И когда узнали, что год с лишним, интерес к моей персоне сразу пропал.
Окинул взглядом людей, и невольно на ум пришли слова поэта: «Какая смесь одежд и лиц…» Лучше про пересылку не скажешь. Здесь люди сортировались, пересылались к указанному месту, на очную ставку, на доследование, для дачи показаний в суде по делу тех, кто из твоих знакомых сел позже тебя. Кто-то отсюда поедет к постоянному месту жительства – в лагерь. Постоянная смена лиц…
А пока ожидание и неизвестность, неизвестность и ожидание. Между нарами и противоположной стеной на всю длину барака кружат и кружат, заложив руки за спину, люди, что-то обсуждая, о чем-то споря. Здесь мне убедительно объяснили, что еду я из лагеря не на освобождение, а за «довеском», так как якобы Генеральный прокурор всем «пятилетникам» опротестовал приговоры областных судов как необоснованно мягкие, и что у кого был «пятак» – будет восемь или десять.
«Абсурд, – думал я, – как можно добавлять всем, независимо от степени вины?»
Святая наивность. Можно! Через десять дней я убедился в этом. В том же Томском областном суде, с портретом Сталина во весь рост за спинами судьи и двух заседателей. Прокурор, защитник, секретарь – полная картина советского, «самого гуманного и справедливого», правосудия. Вопросы суда, ответы подсудимых… Суд удаляется на совещание. Приговор:
– Именем Российской Советской Федеративной Социалистической Республики Томский областной суд, руководствуясь статьей пятьдесят восемь, пункты десять и одиннадцать, УК, приговорил Кропочкина Александра Евдокимовича к десяти годам лишения свободы в ИТЛ.
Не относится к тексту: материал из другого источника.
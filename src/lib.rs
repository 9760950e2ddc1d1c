//! Ambient light sensing with a photoresistor on a single GPIO line.
//!
//! There is no ADC involved: the photoresistor charges a capacitor, and
//! the time until the line reads high again after a discharge is the
//! light reading. A debounce policy turns those readings into a stable
//! bright/dark state, which drives output lines and external commands.

pub mod config;
pub mod gpio;
pub mod light;
pub mod sampler;
pub mod sensor;
pub mod sink;
pub mod trigger;
pub mod words;

pub use config::{Config, OutputSpec, Policy, PolicyConfig, RawConfig};
pub use gpio::{Direction, Edge, GpioError, GpioLine, SysfsLine, WaitResult};
pub use light::{DebouncePolicy, DurationHysteresis, LightState, RunningAverage};
pub use sampler::ChargeTimeSampler;
pub use sensor::LdrSensor;
pub use sink::RawSampleSink;
pub use trigger::{OutputGpio, TransitionHandler, TriggerAction};
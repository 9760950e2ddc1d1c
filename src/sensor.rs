//! The LDR sensor: one sensing line, one debounce policy, one optional
//! raw sample tap.

use std::time::{Duration, Instant};

use log::{debug, trace, warn};

use crate::gpio::{GpioError, GpioLine};
use crate::light::{DebouncePolicy, LightState};
use crate::sampler::ChargeTimeSampler;
use crate::sink::RawSampleSink;

pub struct LdrSensor<L: GpioLine> {
    sampler: ChargeTimeSampler<L>,
    policy: DebouncePolicy,
    sink: Option<RawSampleSink>,
    released: bool,
}

impl<L: GpioLine> LdrSensor<L> {
    pub fn new(
        line: L,
        timeout: Option<Duration>,
        policy: DebouncePolicy,
        sink: Option<RawSampleSink>,
    ) -> Self {
        Self {
            sampler: ChargeTimeSampler::new(line, timeout),
            policy,
            sink,
            released: false,
        }
    }

    pub fn state(&self) -> LightState {
        self.policy.state()
    }

    /// Run one sample/observe cycle.
    ///
    /// Returns the state transition, if this cycle caused one. A timed-out
    /// edge wait means no new sample and never causes a transition.
    pub fn read_once(&mut self) -> Result<Option<LightState>, GpioError> {
        let Some(timing) = self.sampler.sample()? else {
            trace!("edge wait timed out, no sample this cycle");
            return Ok(None);
        };

        let transition = self.policy.observe(timing, Instant::now());
        debug!("{} ms, state {}", timing, self.policy.state());

        // The raw log taps every sample, transition or not. It is a
        // diagnostic aid, so a failed append does not stop sensing.
        if let Some(sink) = &mut self.sink {
            if let Err(e) = sink.append(timing, self.policy.state()) {
                warn!("failed to append raw sample record: {}", e);
            }
        }

        Ok(transition)
    }

    /// Release the sensing line reservation. Calling this twice is a no-op.
    pub fn release(&mut self) {
        if !self.released {
            self.released = true;
            self.sampler.release();
        }
    }
}

impl<L: GpioLine> Drop for LdrSensor<L> {
    fn drop(&mut self) {
        self.release();
    }
}

#[cfg(test)]
mod tests {
    use super::*;
    use crate::gpio::mock::MockLine;
    use crate::gpio::WaitResult;
    use crate::light::RunningAverage;

    fn sensor(line: MockLine) -> LdrSensor<MockLine> {
        let policy = DebouncePolicy::RunningAverage(RunningAverage::new(4, 200, 100));
        LdrSensor::new(line, Some(Duration::from_millis(5)), policy, None)
    }

    #[test]
    fn test_first_sample_establishes_state() {
        let mut line = MockLine::default();
        line.waits.push_back(Ok(WaitResult::Edge));
        let mut sensor = sensor(line);

        assert_eq!(sensor.state(), LightState::Unknown);
        // The mock edge fires immediately, so the timing is far below the
        // bright/dark midpoint.
        assert_eq!(sensor.read_once().unwrap(), Some(LightState::Bright));
        assert_eq!(sensor.state(), LightState::Bright);
    }

    #[test]
    fn test_timeout_produces_no_transition() {
        let mut line = MockLine::default();
        line.waits.push_back(Ok(WaitResult::Timeout));
        let mut sensor = sensor(line);

        assert_eq!(sensor.read_once().unwrap(), None);
        assert_eq!(sensor.state(), LightState::Unknown);
    }

    #[test]
    fn test_line_error_propagates() {
        let mut line = MockLine::default();
        line.fail_set_direction = true;
        let mut sensor = sensor(line);

        assert!(sensor.read_once().is_err());
    }

    #[test]
    fn test_release_is_idempotent() {
        let line = MockLine::default();
        let mut sensor = sensor(line);
        sensor.release();
        sensor.release();
        assert_eq!(sensor.sampler.line().releases, 1);
    }
}
//! Raw sample log for offline threshold tuning.

use std::fs::{File, OpenOptions};
use std::io::{self, Write};
use std::path::Path;

use crate::light::LightState;

/// Append-only sink of fixed-size sample records.
///
/// Each record is three bytes: timing low byte, timing high byte, state
/// tag. There is no header and no framing; a consumer has to know the
/// record size.
pub struct RawSampleSink {
    file: File,
}

impl RawSampleSink {
    pub fn open(path: &Path) -> io::Result<Self> {
        let file = OpenOptions::new().create(true).append(true).open(path)?;
        Ok(Self { file })
    }

    pub fn append(&mut self, timing_ms: u32, state: LightState) -> io::Result<()> {
        self.file.write_all(&encode_record(timing_ms, state))
    }
}

/// Encode one sample record. Timings beyond 16 bits saturate.
pub fn encode_record(timing_ms: u32, state: LightState) -> [u8; 3] {
    let timing = timing_ms.min(u32::from(u16::MAX)) as u16;
    [timing as u8, (timing >> 8) as u8, state.tag()]
}

#[cfg(test)]
mod tests {
    use super::*;

    #[test]
    fn test_record_layout() {
        assert_eq!(encode_record(0x0203, LightState::Bright), [0x03, 0x02, 1]);
        assert_eq!(encode_record(5, LightState::Unknown), [5, 0, 0]);
        assert_eq!(encode_record(256, LightState::Dark), [0, 1, 2]);
    }

    #[test]
    fn test_timing_saturates_to_u16() {
        assert_eq!(encode_record(70_000, LightState::Dark), [0xff, 0xff, 2]);
    }

    #[test]
    fn test_append_writes_flat_records() {
        let path = std::env::temp_dir().join(format!("ldr-reader-sink-test-{}", std::process::id()));
        let _ = std::fs::remove_file(&path);
        {
            let mut sink = RawSampleSink::open(&path).unwrap();
            sink.append(300, LightState::Bright).unwrap();
            sink.append(70_000, LightState::Dark).unwrap();
        }
        let bytes = std::fs::read(&path).unwrap();
        std::fs::remove_file(&path).unwrap();
        assert_eq!(bytes, vec![44, 1, 1, 0xff, 0xff, 2]);
    }
}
В ответ я улыбнулся прокурору.
– Чему вы обрадовались, подсудимый?
– Радости мало, но смешно то, что у вас и защитник от начала до конца вместо защитительной речи произносит обвинительную.
Теперь, как мне показалось, самодовольно улыбнулся прокурор.
И еще больше всего мы боялись, что дело из суда будет передано на доследование в МГБ. Это уже страшнее любого приговора. И когда меня представили как руководителя, главаря несуществующей преступной контрреволюционной организации, ставившей своей конечной целью свержение существующего строя, я не возражал и не доказывал абсурдность этого заключения.
Как это я пытался доказать следователю, что три студента-фронтовика не могли свергнуть существующий строй, который они вчера защищали с оружием в руках и который не могла свергнуть оснащенная, вооруженная до зубов германская армия? Этот довод я считал сильным, он должен был опровергнуть предъявленное обвинение. Но запущенная адская машина следствия перемалывала все эти доводы и, не останавливаясь, выдавала продукцию для ГУЛага. И нет дела ей до наших аргументов, доводов и доказательств.